Schadbild der Kraut- und Knollenfäule bei Kartoffeln. Jerzy Opioła, CC BY-SA 4.0 <https://creativecommons.org/licenses/by-sa/4.0>, via Wikimedia Commons

Kartoffeln aufbewahren

Beim Lagern/Aufbewahren von Kartoffeln solltest du folgendes beachten:

  • Kartoffeln nicht zu früh, aber vor dem ersten Frost ernten
  • Ernte bei trockenem Wetter beugt Fäulnis vor
  • Nur unbeschädigte, gesunde Knollen einlagern
  • Kartoffeln erst vorm Verzehr waschen, die Erde schützt vor Fäulnis
  • Kartoffeln vor dem Einlagern abtrocknen lassen
  • Kartoffeln und Äpfel nicht im gleichen Raum lagern, da sonst das Austreiben der Knollen gefördert wird

Nach etwa fünf bis neun Wochen nach der Ernte, baut sich die natürliche Keimhemmung der Kartoffeln ab und sie können wieder austreiben. Daher sollten sie schon ab diesem Zeitpunkt möglichst kühl und dunkel eingelagert sein. Am besten eignet sich ein unbeheizter, frostfreier Keller oder eine kühle Abstellkammer. Temperaturen um 5 °C sind optimal. Zur Not kann auch eine Garage oder eine geschützte, dunkle Ecke des Balkons/der Terrasse als Lagerort dienen. Allerdings solltest du darauf achten, dass bei starkem Frost die Kartoffeln nicht einfrieren. An dem Ort deiner Wahl werden die Kartoffeln in trockene, mit Stroh isolierte (Holz-)Kisten gelegt. Diese sogenannten Kartoffelhorden schützten die Knollen vor größeren Temperaturschwankungen. Wichtig ist, dass die Kartoffeln absoluter Dunkelheit ausgesetzt sind, denn Licht fördert die Bildung des Giftstoffes Solanin, wodurch grüne Stellen an den Kartoffeln entstehen. Decke die Kisten im Zweifelsfall mit einem luftdurchlässigen, dunklen Stoff ab. Falls doch grüne Teile an den Lagerkartoffeln auftreten, sollten diese vor dem Verarbeiten großzügig entfernt werden!
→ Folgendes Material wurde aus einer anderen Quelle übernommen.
//! Slicing the catalog into display sections.
//!
//! # Modes
//!
//! - **By country initial**: every country bucketed under the diacritic-folded
//!   first character of its title (`Å` → `A`). Countries without a title go
//!   to the `?` bucket, which always sorts last.
//! - **By continent**: one section per continent with all its countries.
//! - **By subregion**: one section per subregion; continents are not shown.
//!
//! Items within a section and the sections themselves are sorted by title,
//! ignoring diacritics. Sections that would be empty are left out, so a
//! continent or subregion without countries never shows up as a bare
//! header.

use std::collections::BTreeMap;
use std::fmt;

use serde::{Deserialize, Serialize};

use crate::catalog::Catalog;
use crate::display::{sort_by_title, DisplayItem, DisplaySection, Displayable};
use crate::locale::RegionLocale;

/// Title and id of the bucket for countries without a title.
pub const UNKNOWN_SECTION: &str = "?";

/// How the catalog is sliced into sections.
#[derive(Debug, Clone, Copy, Default, PartialEq, Eq, Hash, Serialize, Deserialize)]
#[serde(rename_all = "snake_case")]
pub enum GroupingMode {
    /// One section per folded initial letter of the country title.
    #[default]
    ByCountryInitial,
    /// One section per continent.
    ByContinent,
    /// One section per subregion.
    BySubregion,
}

impl GroupingMode {
    /// All modes, in menu order.
    pub const ALL: [GroupingMode; 3] = [
        GroupingMode::ByCountryInitial,
        GroupingMode::ByContinent,
        GroupingMode::BySubregion,
    ];

    /// Menu label for the mode.
    pub fn label(self) -> &'static str {
        match self {
            GroupingMode::ByCountryInitial => "Country name",
            GroupingMode::ByContinent => "Continents",
            GroupingMode::BySubregion => "Subregions",
        }
    }
}

impl fmt::Display for GroupingMode {
    fn fmt(&self, f: &mut fmt::Formatter<'_>) -> fmt::Result {
        match self {
            GroupingMode::ByCountryInitial => write!(f, "by_country_initial"),
            GroupingMode::ByContinent => write!(f, "by_continent"),
            GroupingMode::BySubregion => write!(f, "by_subregion"),
        }
    }
}

/// Every country in the catalog as a plain display item.
pub(crate) fn country_items(catalog: &Catalog) -> impl Iterator<Item = DisplayItem> + '_ {
    catalog.countries().map(DisplayItem::new)
}

/// Build sorted sections for a grouping mode.
pub fn group<L: RegionLocale + ?Sized>(
    catalog: &Catalog,
    mode: GroupingMode,
    locale: &L,
) -> Vec<DisplaySection> {
    let mut sections: Vec<DisplaySection> = match mode {
        GroupingMode::ByContinent => catalog
            .continents()
            .iter()
            .filter_map(|continent| {
                let items = continent
                    .subregions
                    .iter()
                    .flat_map(|s| s.countries.iter())
                    .map(DisplayItem::new)
                    .collect();
                region_section(&continent.code, items, locale)
            })
            .collect(),
        GroupingMode::BySubregion => catalog
            .subregions()
            .filter_map(|subregion| {
                let items = subregion.countries.iter().map(DisplayItem::new).collect();
                region_section(&subregion.code, items, locale)
            })
            .collect(),
        GroupingMode::ByCountryInitial => initial_sections(catalog, locale),
    };

    sort_by_title(&mut sections, locale);

    if mode == GroupingMode::ByCountryInitial {
        if let Some(pos) = sections.iter().position(is_unknown_section) {
            let unknown = sections.remove(pos);
            sections.push(unknown);
        }
    }

    sections
}

fn region_section<L: RegionLocale + ?Sized>(
    code: &str,
    mut items: Vec<DisplayItem>,
    locale: &L,
) -> Option<DisplaySection> {
    if items.is_empty() {
        return None;
    }
    sort_by_title(&mut items, locale);
    Some(DisplaySection::for_region(code, items))
}

fn initial_sections<L: RegionLocale + ?Sized>(
    catalog: &Catalog,
    locale: &L,
) -> Vec<DisplaySection> {
    let mut buckets: BTreeMap<String, Vec<DisplayItem>> = BTreeMap::new();

    for item in country_items(catalog) {
        let key = item
            .title(locale)
            .and_then(|title| title.chars().next())
            .map(|first| locale.fold_diacritics(&first.to_string()))
            .filter(|folded| !folded.is_empty())
            .unwrap_or_else(|| UNKNOWN_SECTION.to_string());
        buckets.entry(key).or_default().push(item);
    }

    buckets
        .into_iter()
        .map(|(key, mut items)| {
            sort_by_title(&mut items, locale);
            DisplaySection::with_fixed_title(None, key, items)
        })
        .collect()
}

fn is_unknown_section(section: &DisplaySection) -> bool {
    section.title_is_precomputed && section.id == UNKNOWN_SECTION
}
Wie lange kann man Kartoffeln lagern?

Bei richtiger Lagerung (trocken, dunkel, kühl) sind Kartoffeln mehrere Monate haltbar. Bis es im Folgejahr wieder Frühkartoffeln gibt, kannst du also bedenkenlos auf deine Lagerkartoffeln setzen. Lediglich Frühkartoffeln können nicht eingelagert werden: Ihre Schale ist sehr dünn und daher fäulnisanfällig. Bewahre sie deshalb am besten nicht länger als zwei Wochen auf. Bilden deine Kartoffeln doch einmal kleine Triebe aus, kannst du diese zusammen mit der Schale entfernen und die Knolle weiterverarbeiten. Erst wenn die Triebe eine Länge von 5 cm erreicht haben, sollten die Kartoffeln nicht mehr verwendet werden.

Kartoffeln einfrieren

Wie bereits erwähnt, sind Kartoffeln sehr kälteempfindlich, da ihre Zellen bei schon leichtem Frost zerstört werden und sie zu faulen beginnen. Zudem wandelt Frost die in den Kartoffeln enthaltene Stärke in Zucker um. Deshalb solltest nur bereits gekochte Kartoffeln einfrieren. Allerdings geht auch hier der typische Kartoffelgeschmack zum größten Teil verloren. Koche die Kartoffeln nicht zu weich. Schneide die Knolle in kleinere Stücke und befreie sie von der Schale. Für Gratins eignen sich gefrorene Scheiben besonders gut. Lasse die Kartoffeln vor dem Einfrieren erkalten. Beim Einfrieren gilt für die Haltbarkeit: Kartoffelspeisen sind ca. drei Monate, gekochte Kartoffeln ca. 12 Monate gefroren haltbar. Taue die gefrorenen Knollen am besten über Nacht im Kühlschrank auf.